Keine Korrosion. Kunststofffasern sind im Gegensatz zu Stahl nicht korrosionsanfällig. Das macht sie attraktiv für Anwendungen mit hoher Feuchtigkeitsbelastung, Außenböden, Wasserbaukonstruktionen oder Sichtböden, bei denen Rostflecken unerwünscht sind.

Schwindrissbeherrschung. Mit der Zugabe von Polypropylenfasern lassen sich verschiedene Effekte erzielen, stark abhängig von Durchmesser, Länge, Oberflächenstruktur und Form der Faser. Der wichtigste Effekt: die Begrenzung plastischer Schwindrisse in einem frühen Erhärtungsstadium, noch bevor der Beton seine volle Festigkeit aufgebaut hat. Dies ist besonders relevant bei großen, flachen Oberflächen wie Böden und Platten, wo Schwinden während der Erhärtung eine häufige Ursache für Rissbildung ist.

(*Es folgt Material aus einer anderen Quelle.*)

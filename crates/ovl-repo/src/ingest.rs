//! Recording a directory on disk into a [`MutableTree`].

use std::fs;
use std::os::unix::ffi::OsStrExt;
use std::os::unix::fs::PermissionsExt;
use std::path::Path;

use ovl_store::{Blob, EntryMode, ObjectStore};
use ovl_types::ObjectId;
use tracing::trace;

use crate::error::{RepoError, RepoResult};
use crate::mtree::MutableTree;
use crate::transaction::Transaction;

/// Recursively store the contents of `dir` and add them to `tree`.
///
/// Regular files are stored as blobs, executable when any execute bit is
/// set. Symlinks are stored unresolved, with the link target as the blob.
/// Other file types and non-UTF-8 names are rejected.
pub(crate) fn ingest_dir(
    store: &dyn ObjectStore,
    txn: &mut Transaction,
    dir: &Path,
    tree: &mut MutableTree,
) -> RepoResult<()> {
    let read_dir = fs::read_dir(dir).map_err(|e| {
        RepoError::tree_write_with(format!("cannot read directory {}", dir.display()), e)
    })?;

    for entry in read_dir {
        let entry = entry.map_err(|e| {
            RepoError::tree_write_with(format!("cannot list {}", dir.display()), e)
        })?;
        let path = entry.path();
        let name = entry.file_name().into_string().map_err(|raw| {
            RepoError::tree_write(format!(
                "file name {raw:?} in {} is not valid UTF-8",
                dir.display()
            ))
        })?;
        let meta = fs::symlink_metadata(&path).map_err(|e| {
            RepoError::tree_write_with(format!("cannot stat {}", path.display()), e)
        })?;
        let file_type = meta.file_type();

        if file_type.is_dir() {
            ingest_dir(store, txn, &path, tree.ensure_dir(&name))?;
        } else if file_type.is_symlink() {
            let target = fs::read_link(&path).map_err(|e| {
                RepoError::tree_write_with(format!("cannot read link {}", path.display()), e)
            })?;
            let blob = Blob::new(target.as_os_str().as_bytes().to_vec());
            let id = store_blob(store, txn, &path, &blob)?;
            tree.replace_leaf(&name, EntryMode::Symlink, id);
        } else if file_type.is_file() {
            let data = fs::read(&path).map_err(|e| {
                RepoError::tree_write_with(format!("cannot read {}", path.display()), e)
            })?;
            let mode = if meta.permissions().mode() & 0o111 != 0 {
                EntryMode::Executable
            } else {
                EntryMode::Regular
            };
            let id = store_blob(store, txn, &path, &Blob::new(data))?;
            tree.replace_leaf(&name, mode, id);
        } else {
            return Err(RepoError::tree_write(format!(
                "unsupported file type at {}",
                path.display()
            )));
        }
    }
    Ok(())
}

fn store_blob(
    store: &dyn ObjectStore,
    txn: &mut Transaction,
    path: &Path,
    blob: &Blob,
) -> RepoResult<ObjectId> {
    let id = txn.write_object(store, &blob.to_stored_object()).map_err(|e| {
        RepoError::tree_write_with(format!("cannot store {}", path.display()), e)
    })?;
    trace!(path = %path.display(), id = %id.short_hex(), "stored");
    Ok(id)
}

Verarbeitungsfreundlichkeit. Bei nicht zu hohen Dosierungen bleibt der Frischbeton gut pumpfähig, was Kunststofffaser für Projekte geeignet macht, bei denen der Beton mit einer Pumpe eingebracht werden muss.

Geringeres Gewicht. Kunststofffasern sind erheblich leichter als Stahl, was Transport und Verarbeitung vereinfacht.

Form und Typ der Kunststofffaser

Es gibt verschiedene Formen von Kunststofffaser, jede mit einer eigenen Wirkungsweise:

• Monofilament: einzelne, glatte Fasern, die sich gut verteilen und vor allem gegen feine Schwindrisse wirksam sind.

• Fibrillierte (netzförmige) Fasern: Fasern mit einer Netzstruktur, die eine stärkere Haftung am Zementstein bewirken und dadurch nach der Rissbildung mehr Kraft aufnehmen können.

Wann ist Kunststofffaser die richtige Wahl?

Kunststofffaser ist insbesondere geeignet, wenn:

• Korrosion ein Thema ist, etwa bei Außenböden, Wasserbau oder feuchten Umgebungen.

• Schwindrissbeherrschung im Vordergrund steht, wie bei Estrichen, Terrassen und großen flachen Flächen.

• leichte Verarbeitung gewünscht ist, etwa um schwere, zu verschiebende Bewehrungsmatten zu vermeiden – relevant bei kleineren Projekten wie dem Boden eines Gartenhauses oder einem neuen Unterboden bei einer Renovierung.

• Pumpfähigkeit für die Ausführung wichtig ist.

Wann sind Stahlfaser oder traditionelle Bewehrung die bessere Wahl?

Für stark mechanisch belastete Böden, bei denen strukturelle Festigkeit die Hauptanforderung ist – wie Montagehallen mit intensivem Gabelstaplerverkehr – bietet Stahlfaser in der Regel mehr strukturellen Wert pro Volumen. Bei stark bewehrten, selbsttragenden Konstruktionen bleibt zudem konstruktive Bewehrung erforderlich; holen Sie hierfür stets den Rat Ihres Statikers ein.

Fazit

Kunststofffaser ist nicht per se „besser“ oder „schlechter“ als Stahlfaser – es ist ein anderes Werkzeug für einen anderen Teil des Problems. Wo Stahl strukturelle Festigkeit hinzufügt, konzentriert sich Kunststofffaser vor allem auf Schwindrissbeherrschung, Korrosionsbeständigkeit und Verarbeitungsfreundlichkeit. In der Praxis werden beide Fasertypen auch kombiniert, um das Beste aus beiden Welten zu erhalten.